Source data ->
'''
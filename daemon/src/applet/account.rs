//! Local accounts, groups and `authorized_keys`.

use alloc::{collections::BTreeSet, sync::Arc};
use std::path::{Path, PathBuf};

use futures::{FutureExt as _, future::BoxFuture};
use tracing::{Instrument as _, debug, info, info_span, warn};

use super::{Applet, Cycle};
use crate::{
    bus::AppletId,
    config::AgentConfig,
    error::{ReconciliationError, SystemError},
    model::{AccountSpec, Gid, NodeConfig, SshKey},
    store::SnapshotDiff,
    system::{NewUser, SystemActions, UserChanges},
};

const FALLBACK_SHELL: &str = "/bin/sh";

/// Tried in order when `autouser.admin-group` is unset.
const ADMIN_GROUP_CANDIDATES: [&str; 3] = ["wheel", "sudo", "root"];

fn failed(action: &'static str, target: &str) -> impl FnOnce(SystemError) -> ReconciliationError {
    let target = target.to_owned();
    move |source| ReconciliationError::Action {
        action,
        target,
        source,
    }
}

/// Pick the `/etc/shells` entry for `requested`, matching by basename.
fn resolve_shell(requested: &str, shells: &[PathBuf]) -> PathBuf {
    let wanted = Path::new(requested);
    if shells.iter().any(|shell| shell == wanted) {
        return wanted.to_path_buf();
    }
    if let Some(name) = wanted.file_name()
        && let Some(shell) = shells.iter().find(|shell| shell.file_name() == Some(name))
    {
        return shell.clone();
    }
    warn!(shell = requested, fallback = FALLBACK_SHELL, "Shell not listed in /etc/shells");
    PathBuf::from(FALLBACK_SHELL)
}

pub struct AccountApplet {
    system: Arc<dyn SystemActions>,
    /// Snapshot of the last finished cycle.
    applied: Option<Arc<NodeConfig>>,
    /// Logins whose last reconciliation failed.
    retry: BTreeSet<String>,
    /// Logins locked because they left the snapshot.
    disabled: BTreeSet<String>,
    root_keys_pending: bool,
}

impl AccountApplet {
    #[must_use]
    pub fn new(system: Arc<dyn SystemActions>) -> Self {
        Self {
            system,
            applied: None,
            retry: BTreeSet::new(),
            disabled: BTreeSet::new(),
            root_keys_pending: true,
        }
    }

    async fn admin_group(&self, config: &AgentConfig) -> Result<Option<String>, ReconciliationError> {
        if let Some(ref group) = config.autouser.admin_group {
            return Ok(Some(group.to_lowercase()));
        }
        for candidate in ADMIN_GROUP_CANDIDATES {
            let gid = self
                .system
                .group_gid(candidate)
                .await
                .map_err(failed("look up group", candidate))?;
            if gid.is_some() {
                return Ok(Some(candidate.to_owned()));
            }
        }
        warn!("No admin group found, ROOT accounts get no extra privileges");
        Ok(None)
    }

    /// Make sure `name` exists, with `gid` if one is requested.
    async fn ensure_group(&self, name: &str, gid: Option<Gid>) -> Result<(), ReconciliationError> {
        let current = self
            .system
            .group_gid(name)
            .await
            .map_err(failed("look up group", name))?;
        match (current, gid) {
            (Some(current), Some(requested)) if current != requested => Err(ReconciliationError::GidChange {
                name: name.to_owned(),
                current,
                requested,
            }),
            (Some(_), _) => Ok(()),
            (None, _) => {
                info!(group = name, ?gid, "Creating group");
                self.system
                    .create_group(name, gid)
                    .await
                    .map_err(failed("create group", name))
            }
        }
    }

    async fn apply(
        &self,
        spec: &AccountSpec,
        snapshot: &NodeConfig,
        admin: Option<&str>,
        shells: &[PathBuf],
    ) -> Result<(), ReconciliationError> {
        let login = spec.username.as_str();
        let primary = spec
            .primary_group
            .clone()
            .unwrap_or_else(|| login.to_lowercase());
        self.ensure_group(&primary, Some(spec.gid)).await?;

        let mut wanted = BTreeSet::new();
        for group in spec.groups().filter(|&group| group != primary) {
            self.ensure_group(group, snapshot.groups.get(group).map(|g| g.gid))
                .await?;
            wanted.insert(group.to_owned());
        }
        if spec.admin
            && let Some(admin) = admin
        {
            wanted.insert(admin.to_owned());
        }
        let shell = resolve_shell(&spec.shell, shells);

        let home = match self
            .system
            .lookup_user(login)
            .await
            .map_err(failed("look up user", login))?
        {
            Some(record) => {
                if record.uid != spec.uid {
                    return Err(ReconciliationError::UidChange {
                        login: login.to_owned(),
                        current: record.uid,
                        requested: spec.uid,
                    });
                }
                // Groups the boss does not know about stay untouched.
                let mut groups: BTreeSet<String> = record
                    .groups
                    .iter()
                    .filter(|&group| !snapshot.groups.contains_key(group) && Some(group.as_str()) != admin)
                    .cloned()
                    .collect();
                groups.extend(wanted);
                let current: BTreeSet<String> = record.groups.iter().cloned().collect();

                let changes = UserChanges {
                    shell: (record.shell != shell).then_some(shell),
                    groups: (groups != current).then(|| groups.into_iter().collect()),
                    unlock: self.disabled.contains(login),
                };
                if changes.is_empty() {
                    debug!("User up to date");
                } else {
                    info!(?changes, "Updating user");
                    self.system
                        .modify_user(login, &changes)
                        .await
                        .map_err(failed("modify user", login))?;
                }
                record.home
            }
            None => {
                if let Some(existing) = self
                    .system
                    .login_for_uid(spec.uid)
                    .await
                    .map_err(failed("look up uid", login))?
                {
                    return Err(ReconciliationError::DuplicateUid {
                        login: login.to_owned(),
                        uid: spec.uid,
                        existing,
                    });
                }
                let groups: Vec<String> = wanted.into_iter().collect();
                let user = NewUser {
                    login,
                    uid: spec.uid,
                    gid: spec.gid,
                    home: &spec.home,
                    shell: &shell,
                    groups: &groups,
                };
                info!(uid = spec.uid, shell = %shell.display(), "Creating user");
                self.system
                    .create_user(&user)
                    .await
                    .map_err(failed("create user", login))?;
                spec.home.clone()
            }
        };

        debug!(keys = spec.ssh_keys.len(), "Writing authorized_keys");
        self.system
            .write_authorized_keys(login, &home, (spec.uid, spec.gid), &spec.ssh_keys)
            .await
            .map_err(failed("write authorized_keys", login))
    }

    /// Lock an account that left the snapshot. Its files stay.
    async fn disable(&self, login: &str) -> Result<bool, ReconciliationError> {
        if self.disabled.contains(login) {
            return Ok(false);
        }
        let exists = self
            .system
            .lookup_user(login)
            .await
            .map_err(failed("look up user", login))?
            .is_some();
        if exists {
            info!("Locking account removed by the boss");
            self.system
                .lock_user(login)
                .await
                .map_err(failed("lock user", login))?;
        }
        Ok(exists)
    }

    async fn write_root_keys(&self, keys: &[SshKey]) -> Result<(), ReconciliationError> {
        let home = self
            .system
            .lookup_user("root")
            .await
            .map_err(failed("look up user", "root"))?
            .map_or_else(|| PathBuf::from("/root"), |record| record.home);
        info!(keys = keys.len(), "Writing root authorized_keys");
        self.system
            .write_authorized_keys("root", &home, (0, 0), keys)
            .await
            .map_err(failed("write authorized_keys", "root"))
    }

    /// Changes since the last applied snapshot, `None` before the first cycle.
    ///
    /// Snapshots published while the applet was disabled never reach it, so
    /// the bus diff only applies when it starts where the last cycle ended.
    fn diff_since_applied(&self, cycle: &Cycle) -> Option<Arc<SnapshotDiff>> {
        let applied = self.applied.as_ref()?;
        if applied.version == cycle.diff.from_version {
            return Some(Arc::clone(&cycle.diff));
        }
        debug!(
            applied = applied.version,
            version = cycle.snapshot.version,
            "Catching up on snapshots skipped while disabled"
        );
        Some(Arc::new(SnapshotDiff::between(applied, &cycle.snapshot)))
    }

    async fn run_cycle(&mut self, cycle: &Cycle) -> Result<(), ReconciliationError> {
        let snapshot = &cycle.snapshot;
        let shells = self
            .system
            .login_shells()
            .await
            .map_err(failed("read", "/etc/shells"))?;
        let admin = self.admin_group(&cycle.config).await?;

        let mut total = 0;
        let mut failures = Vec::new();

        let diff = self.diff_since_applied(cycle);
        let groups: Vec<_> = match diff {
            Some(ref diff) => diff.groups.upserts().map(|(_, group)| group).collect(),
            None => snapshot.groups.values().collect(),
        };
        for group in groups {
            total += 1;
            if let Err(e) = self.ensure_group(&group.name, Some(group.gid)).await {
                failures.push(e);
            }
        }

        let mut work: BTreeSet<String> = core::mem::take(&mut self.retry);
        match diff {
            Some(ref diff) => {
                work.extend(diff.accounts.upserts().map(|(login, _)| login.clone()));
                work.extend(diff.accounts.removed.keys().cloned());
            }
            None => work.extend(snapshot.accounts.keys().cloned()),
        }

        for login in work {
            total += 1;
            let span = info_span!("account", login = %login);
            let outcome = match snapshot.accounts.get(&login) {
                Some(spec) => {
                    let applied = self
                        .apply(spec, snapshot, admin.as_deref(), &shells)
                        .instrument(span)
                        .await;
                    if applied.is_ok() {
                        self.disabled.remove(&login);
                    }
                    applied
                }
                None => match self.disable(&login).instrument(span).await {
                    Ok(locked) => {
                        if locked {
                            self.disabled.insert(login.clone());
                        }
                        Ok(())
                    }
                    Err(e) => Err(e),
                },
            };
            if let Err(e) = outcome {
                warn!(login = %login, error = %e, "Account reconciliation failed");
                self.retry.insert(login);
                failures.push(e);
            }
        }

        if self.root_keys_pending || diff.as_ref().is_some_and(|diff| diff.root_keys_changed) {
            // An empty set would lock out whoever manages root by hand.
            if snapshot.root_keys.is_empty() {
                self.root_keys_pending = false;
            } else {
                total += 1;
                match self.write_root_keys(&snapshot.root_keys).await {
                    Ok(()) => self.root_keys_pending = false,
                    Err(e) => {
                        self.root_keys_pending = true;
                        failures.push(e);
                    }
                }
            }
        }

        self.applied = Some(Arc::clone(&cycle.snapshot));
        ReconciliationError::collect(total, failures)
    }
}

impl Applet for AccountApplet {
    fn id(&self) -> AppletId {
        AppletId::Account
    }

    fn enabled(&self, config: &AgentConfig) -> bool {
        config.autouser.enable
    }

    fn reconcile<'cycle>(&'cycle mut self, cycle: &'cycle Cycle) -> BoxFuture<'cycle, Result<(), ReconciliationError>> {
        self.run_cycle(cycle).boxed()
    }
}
'''
Work to complete -> Please output the lines of the listing above that fall in the stretch from the one with "up on snapshots" through the one with "self.disabled.remove(&login);", exactly and only those.

Answer box ->
            "Catching up on snapshots skipped while disabled"
        );
        Some(Arc::new(SnapshotDiff::between(applied, &cycle.snapshot)))
    }

    async fn run_cycle(&mut self, cycle: &Cycle) -> Result<(), ReconciliationError> {
        let snapshot = &cycle.snapshot;
        let shells = self
            .system
            .login_shells()
            .await
            .map_err(failed("read", "/etc/shells"))?;
        let admin = self.admin_group(&cycle.config).await?;

        let mut total = 0;
        let mut failures = Vec::new();

        let diff = self.diff_since_applied(cycle);
        let groups: Vec<_> = match diff {
            Some(ref diff) => diff.groups.upserts().map(|(_, group)| group).collect(),
            None => snapshot.groups.values().collect(),
        };
        for group in groups {
            total += 1;
            if let Err(e) = self.ensure_group(&group.name, Some(group.gid)).await {
                failures.push(e);
            }
        }

        let mut work: BTreeSet<String> = core::mem::take(&mut self.retry);
        match diff {
            Some(ref diff) => {
                work.extend(diff.accounts.upserts().map(|(login, _)| login.clone()));
                work.extend(diff.accounts.removed.keys().cloned());
            }
            None => work.extend(snapshot.accounts.keys().cloned()),
        }

        for login in work {
            total += 1;
            let span = info_span!("account", login = %login);
            let outcome = match snapshot.accounts.get(&login) {
                Some(spec) => {
                    let applied = self
                        .apply(spec, snapshot, admin.as_deref(), &shells)
                        .instrument(span)
                        .await;
                    if applied.is_ok() {
                        self.disabled.remove(&login);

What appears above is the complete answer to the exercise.